Types given this way are only advisory in two senses: first, you have to ascribe the correct types; second, if an object is given as input to a Javascript method or function, it may not be the type that’s expected even if it has the right shape (e.g. a DOM object must be an actual DOM object, not just an object with the same methods). In both cases there can be a dynamic failure at the Javascript level that’s not caught at compile time.
A final caveat is that partial application does not work for native methods; a partial application causes an immediate call to the method with the arguments you provide. (Partial application does work for functions called via external
, because the OCaml compiler wraps an OCaml function around them.)
Objects defined in OCaml can be used from Javascript; they are compiled to Javascript objects with the same method names (along with some other stuff to support OCaml’s object system—see here for details).
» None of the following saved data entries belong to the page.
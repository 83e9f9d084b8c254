//! Collecting measurements
//!
//! A collecting measurement aggregates many small, same-kind intervals
//! ("details") by count and total duration instead of creating a child per
//! occurrence. Iterating a database cursor is the typical case: the time spent
//! in each `next()` matters in total, not individually.

use std::cell::RefCell;
use std::collections::BTreeMap;
use std::rc::Rc;
use std::sync::Arc;

use super::active::{
    new_child_list, ActiveMeasurement, CollectingState, Detail, Kind, MeasurementRef,
};
use super::hierarchy::SharedHierarchy;
use crate::timer::{SystemTimer, Timer};

/// Handle for a running collecting measurement
pub struct CollectingMeasurement {
    measurement: MeasurementRef,
    hierarchy: Option<Rc<SharedHierarchy>>,
    timer: Arc<dyn Timer>,
}

impl CollectingMeasurement {
    pub(crate) fn attached(measurement: MeasurementRef, hierarchy: Rc<SharedHierarchy>) -> Self {
        let timer = hierarchy.timer();
        Self {
            measurement,
            hierarchy: Some(hierarchy),
            timer,
        }
    }

    /// Inert measurement used while instrumentation is disabled
    pub(crate) fn disabled(identifier: &str, is_serial: bool) -> Self {
        let mut measurement = ActiveMeasurement::new(
            identifier,
            is_serial,
            Kind::Collecting(CollectingState::default()),
            0,
            new_child_list(),
        );
        measurement.finished = true;
        Self {
            measurement: Rc::new(RefCell::new(measurement)),
            hierarchy: None,
            timer: Arc::new(SystemTimer::new()),
        }
    }

    fn is_disabled(&self) -> bool {
        self.hierarchy.is_none()
    }

    fn report(&self, message: &str) {
        if let Some(hierarchy) = &self.hierarchy {
            hierarchy.report(message, &self.measurement.borrow().identifier);
        }
    }

    pub fn identifier(&self) -> String {
        self.measurement.borrow().identifier.clone()
    }

    pub fn is_serial(&self) -> bool {
        self.measurement.borrow().is_serial
    }

    pub fn is_finished(&self) -> bool {
        self.measurement.borrow().finished
    }

    pub fn start_time_millis(&self) -> i64 {
        self.measurement.borrow().start_time_millis
    }

    pub fn add_parameter(&self, key: &str, value: &str) {
        if self.is_disabled() {
            return;
        }
        self.measurement.borrow_mut().add_parameter(key, value);
    }

    /// Sum of all detail durations so far
    pub fn total_duration_nanos(&self) -> u64 {
        match &self.measurement.borrow().kind {
            Kind::Collecting(state) => state.total_duration_nanos,
            Kind::Simple => 0,
        }
    }

    /// Aggregated details so far, by identifier
    pub fn details(&self) -> BTreeMap<String, Detail> {
        match &self.measurement.borrow().kind {
            Kind::Collecting(state) => state.details.clone(),
            Kind::Simple => BTreeMap::new(),
        }
    }

    /// Open a detail interval. Only one detail may be open at a time.
    pub fn start_detail(&self, identifier: &str) {
        if self.is_disabled() {
            return;
        }
        let now = self.timer.current_nanos();

        let message = {
            let mut m = self.measurement.borrow_mut();
            let finished = m.finished;
            let message = match &mut m.kind {
                _ if finished => Some("detail started on a finished measurement - ignoring"),
                Kind::Collecting(state) if state.open_detail.is_some() => {
                    Some(
                        "a detail measurement is already running - \
                         ignoring call to 'start_detail'",
                    )
                }
                Kind::Collecting(state) => {
                    state.open_detail = Some((identifier.to_string(), now));
                    None
                }
                Kind::Simple => None,
            };
            message
        };
        if let Some(message) = message {
            self.report(message);
        }
    }

    /// Close the open detail interval and fold its duration in
    pub fn finish_detail(&self) {
        if self.is_disabled() {
            return;
        }
        let now = self.timer.current_nanos();

        let closed = {
            let mut m = self.measurement.borrow_mut();
            let finished = m.finished;
            let closed = match &mut m.kind {
                Kind::Collecting(state) if !finished => state.close_open_detail(now),
                _ => false,
            };
            closed
        };
        if !closed {
            self.report("no current detail measurement - ignoring call to 'finish_detail'");
        }
    }

    /// Run `body` as a detail. The detail is closed on every exit path,
    /// including a panic in `body`; the body's result is returned unchanged.
    pub fn detail<R>(&self, identifier: &str, body: impl FnOnce(&Self) -> R) -> R {
        struct DetailGuard<'a>(&'a CollectingMeasurement);

        impl Drop for DetailGuard<'_> {
            fn drop(&mut self) {
                self.0.finish_detail();
            }
        }

        self.start_detail(identifier);
        let _guard = DetailGuard(self);
        body(self)
    }

    /// Fold an externally timed interval into a detail
    pub fn add_detail_measurement(&self, identifier: &str, duration_nanos: u64) {
        if self.is_disabled() {
            return;
        }
        let mut m = self.measurement.borrow_mut();
        if m.finished {
            drop(m);
            self.report("detail added to a finished measurement - ignoring");
            return;
        }
        if let Kind::Collecting(state) = &mut m.kind {
            state.add_detail(identifier, duration_nanos);
        }
    }

    /// Finish the measurement, implicitly closing an open detail
    pub fn finish(&self) {
        if let Some(hierarchy) = &self.hierarchy {
            hierarchy.finish(&self.measurement);
        }
    }
}

impl std::fmt::Debug for CollectingMeasurement {
    fn fmt(&self, f: &mut std::fmt::Formatter<'_>) -> std::fmt::Result {
        let m = self.measurement.borrow();
        f.debug_struct("CollectingMeasurement")
            .field("identifier", &m.identifier)
            .field("finished", &m.finished)
            .field("total_duration_nanos", &self.total_duration_nanos())
            .finish()
    }
}
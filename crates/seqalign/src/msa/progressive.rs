//! Progressive alignment against an evolving consensus.

use crate::{
    pairwise::{Aligner, PairwiseAlignment},
    scoring::Scorer,
    AlignError, GAP,
};

use super::Msa;

/// Builds an MSA by globally aligning each new sequence against the consensus
/// of the sequences merged so far.
///
/// This is a greedy heuristic: the result depends on the order of the input,
/// and a merged sequence is never revisited.
#[derive(Debug)]
pub struct Progressive<'a, S: Scorer + ?Sized> {
    /// The global aligner used for every merge.
    aligner: Aligner<'a, S>,
}

impl<'a, S: Scorer + ?Sized> Progressive<'a, S> {
    /// Create a new progressive aligner.
    pub const fn new(aligner: Aligner<'a, S>) -> Self {
        Self { aligner }
    }

    /// The pairwise aligner.
    #[must_use]
    pub const fn aligner(&self) -> &Aligner<'a, S> {
        &self.aligner
    }

    /// Align the sequences, merging them in the order given.
    ///
    /// The first two sequences are aligned with each other. Every later
    /// sequence is merged with `merge`.
    ///
    /// # Errors
    ///
    /// - `InsufficientInput` if fewer than two sequences are given.
    /// - `UnknownSymbol` if the scorer rejects a pair of residues.
    /// - `ScoreOverflow` if a cell score does not fit in an `i32`.
    pub fn align<I: AsRef<[u8]>>(&self, sequences: &[I]) -> Result<Msa, AlignError> {
        let [first, second, rest @ ..] = sequences else {
            return Err(AlignError::InsufficientInput {
                found: sequences.len(),
            });
        };

        let mut msa = Msa::from(self.aligner.global(first.as_ref(), second.as_ref())?);
        ftlog::debug!("Seeded progressive MSA with width {}", msa.width());

        for (i, sequence) in rest.iter().enumerate() {
            self.merge(&mut msa, sequence.as_ref())?;
            ftlog::debug!("Merged sequence {} into MSA, width is now {}", i + 2, msa.width());
        }

        Ok(msa)
    }

    /// Merge one more sequence into an MSA.
    ///
    /// The sequence is globally aligned against the ungapped consensus of the
    /// MSA. Wherever that alignment puts a gap in the consensus, a gap column
    /// is inserted into every existing row. The aligned sequence then becomes
    /// the last row.
    ///
    /// # Errors
    ///
    /// - `EmptyAlignment` if the MSA has no rows.
    /// - `UnknownSymbol` if the scorer rejects a pair of residues.
    /// - `ScoreOverflow` if a cell score does not fit in an `i32`.
    /// - `LengthMismatch` if the consensus had all-gap columns, so that the
    ///   new row cannot line up with the existing ones.
    pub fn merge(&self, msa: &mut Msa, sequence: &[u8]) -> Result<(), AlignError> {
        let consensus = msa
            .consensus()?
            .into_iter()
            .filter(|&c| c != GAP)
            .collect::<Vec<_>>();

        let PairwiseAlignment {
            rows: [consensus_aligned, sequence_aligned],
            ..
        } = self.aligner.global(&consensus, sequence)?;

        let gap_columns = consensus_aligned
            .iter()
            .enumerate()
            .filter(|&(_, &c)| c == GAP)
            .map(|(i, _)| i)
            .collect::<Vec<_>>();
        ftlog::trace!("Inserting gap columns at {gap_columns:?}");

        msa.insert_gap_columns(&gap_columns)?;
        msa.push_row(sequence_aligned)
    }
}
There is no way to define properties, however, only methods. (XXX should implement _get_foo
to generate a property foo
.)
A final way to talk to Javascript is to use inline code. This is implemented with Camlp4 and Jslib; you need to compile with Camlp4 and the jslib.inline
package, then open Ocamljs.Inline
to get the AST types. To get an inline expression use an <:exp< >>
or << >>
quotation; for an inline statment use <:stmt< >>
. You can use antiquotations to refer to OCaml expressions. For example:
let concat s1 s2 = << $s1$ + $s2$ >>
There is no typechecking of quotations and antiquotations. You can see some other examples in src/stdlib
. Caveat: the Jslib parser is incomplete.
OCaml functions are compiled to Javascript functions, so you can use them directly as callbacks. For example, Dom.window#setTimeout
takes a (unit -> unit)
.
You can use the usual Callback.register
function in the standard library to register a value for use from Javascript. A linked ocamljs
program exports a function ocamljs$caml_named_value
which you can use to look up registered values. You can also get access to OCaml values by stashing them in a global from inline code.
See Jscomp for details about how OCaml is compiled. In particular, when interfacing with Javascript you may need to be aware how values are represented, particularly strings, which are not always Javascript strings.
Most Javascript code can return null, and this can cause a runtime failure at the Javascript level that isn’t checked at compile time. You should use Ocamljs.is_null
before using a value that might be null.